Our usual role as Black belts is to work with customers to help them understand things, to help them position managed openshift or to get technical difficulities removed. Ocassionally we like to work with some of our hyperscaler partners to get hands on with tech or to get a refresher on things, as we all know the tech world is always changing so constant learning is a good thing.

A recent occurance of this was when the EMEA Black Belt team had a "state of storage review" with some of our friends at AWS. We were very lucky to have Tom Tasker and Rod Wilson come in and give a us a talk. Storage is a big thing in AWS and both of them were able to dig into a lot of topics, espically things our customers often ask, meaning we are better informed to help them all moving forward. They truly did an excellent job of presenting so much information but one part of EBS storage brought around some conversation, an idea, a test and then this blog post.

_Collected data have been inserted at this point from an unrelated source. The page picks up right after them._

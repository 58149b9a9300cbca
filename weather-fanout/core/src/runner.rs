// Copyright 2025 Umberto Gotti <umberto.gotti@umbertogotti.dev>
// Licensed under the Apache License, Version 2.0
// http://www.apache.org/licenses/LICENSE-2.0

use crate::{ResultMessage, RunError, RunReport, WorkItem};
use async_trait::async_trait;

/// An execution strategy over a set of work items
#[async_trait]
pub trait Runner: Send + Sync {
    fn name(&self) -> &'static str;

    /// Run every item, calling `on_result` for each message as it is produced
    async fn run_with(
        &self,
        items: Vec<WorkItem>,
        on_result: &mut (dyn for<'m> FnMut(&'m ResultMessage) + Send),
    ) -> Result<RunReport, RunError>;

    async fn run(&self, items: Vec<WorkItem>) -> Result<RunReport, RunError> {
        self.run_with(items, &mut |_: &ResultMessage| {}).await
    }
}
// Copyright 2025 Umberto Gotti <umberto.gotti@umbertogotti.dev>
// Licensed under the Apache License, Version 2.0
// http://www.apache.org/licenses/LICENSE-2.0

use crate::WeatherReport;
use thiserror::Error;

/// Outcome of a single call to a [`WeatherFetcher`](crate::WeatherFetcher)
pub type FetchResult = Result<WeatherReport, FetchError>;

#[derive(Debug, Clone, PartialEq, Eq, Error)]
pub enum FetchError {
    /// The remote service could not be reached or the body could not be read
    #[error("transport error: {0}")]
    Transport(String),

    /// The body did not parse into a weather record
    #[error("decode error: {0}")]
    Decode(String),

    /// The run was cancelled before the fetch finished
    #[error("cancelled")]
    Cancelled,
}
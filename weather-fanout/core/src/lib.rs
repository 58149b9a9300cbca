// Copyright 2025 Umberto Gotti <umberto.gotti@umbertogotti.dev>
// Licensed under the Apache License, Version 2.0
// http://www.apache.org/licenses/LICENSE-2.0

mod work_item;
pub use work_item::WorkItem;

mod weather_report;
pub use weather_report::{MainReadings, WeatherReport};

mod fetch_error;
pub use fetch_error::{FetchError, FetchResult};

mod result_message;
pub use result_message::{Outcome, ResultMessage};

mod weather_fetcher;
pub use weather_fetcher::WeatherFetcher;

pub mod completion_counter;
pub use completion_counter::{CompletionCounter, CompletionSummary, CompletionToken};

pub mod result_channel;
pub use result_channel::{result_channel, ChannelState, ResultProducer, ResultReceiver, ResultSender};

mod run_config;
pub use run_config::{FailurePolicy, RunConfig};

mod run_report;
pub use run_report::{RunError, RunReport};

mod runner;
pub use runner::Runner;

mod sequential_runner;
pub use sequential_runner::SequentialRunner;

mod concurrent_runner;
pub use concurrent_runner::ConcurrentRunner;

It's often forgotten that you can change your parts of your EBS volume, things such as the type and the IOPS. This is something that gets considered more often with EC2 instances, getting the right performance vs cost for the work load. Yet in our Openshift world we forget this as storage is abstracted away. Yes we define our storage classes, yes they do hook into the storage in the cloud and then they are forgotten about.

It was at this point that discussion commenced. Points were raised that this wouldn't work or it would break things, with counterpoints of it wont do a thing as the cluster won't know and won't care as its abstracted away.

Would changing the Volume type on the AWS side cause any issues to the persistent volume provisioned through the cluster?

We start off with a simple cluster. In this instance it was a ROSA HCP cluster running in eu-west-2, the speed of standing up and London is the nearest region. Nothing else was changed, the default, out of the box, storage classes were kept gp3-csi (default) and gp2-csi.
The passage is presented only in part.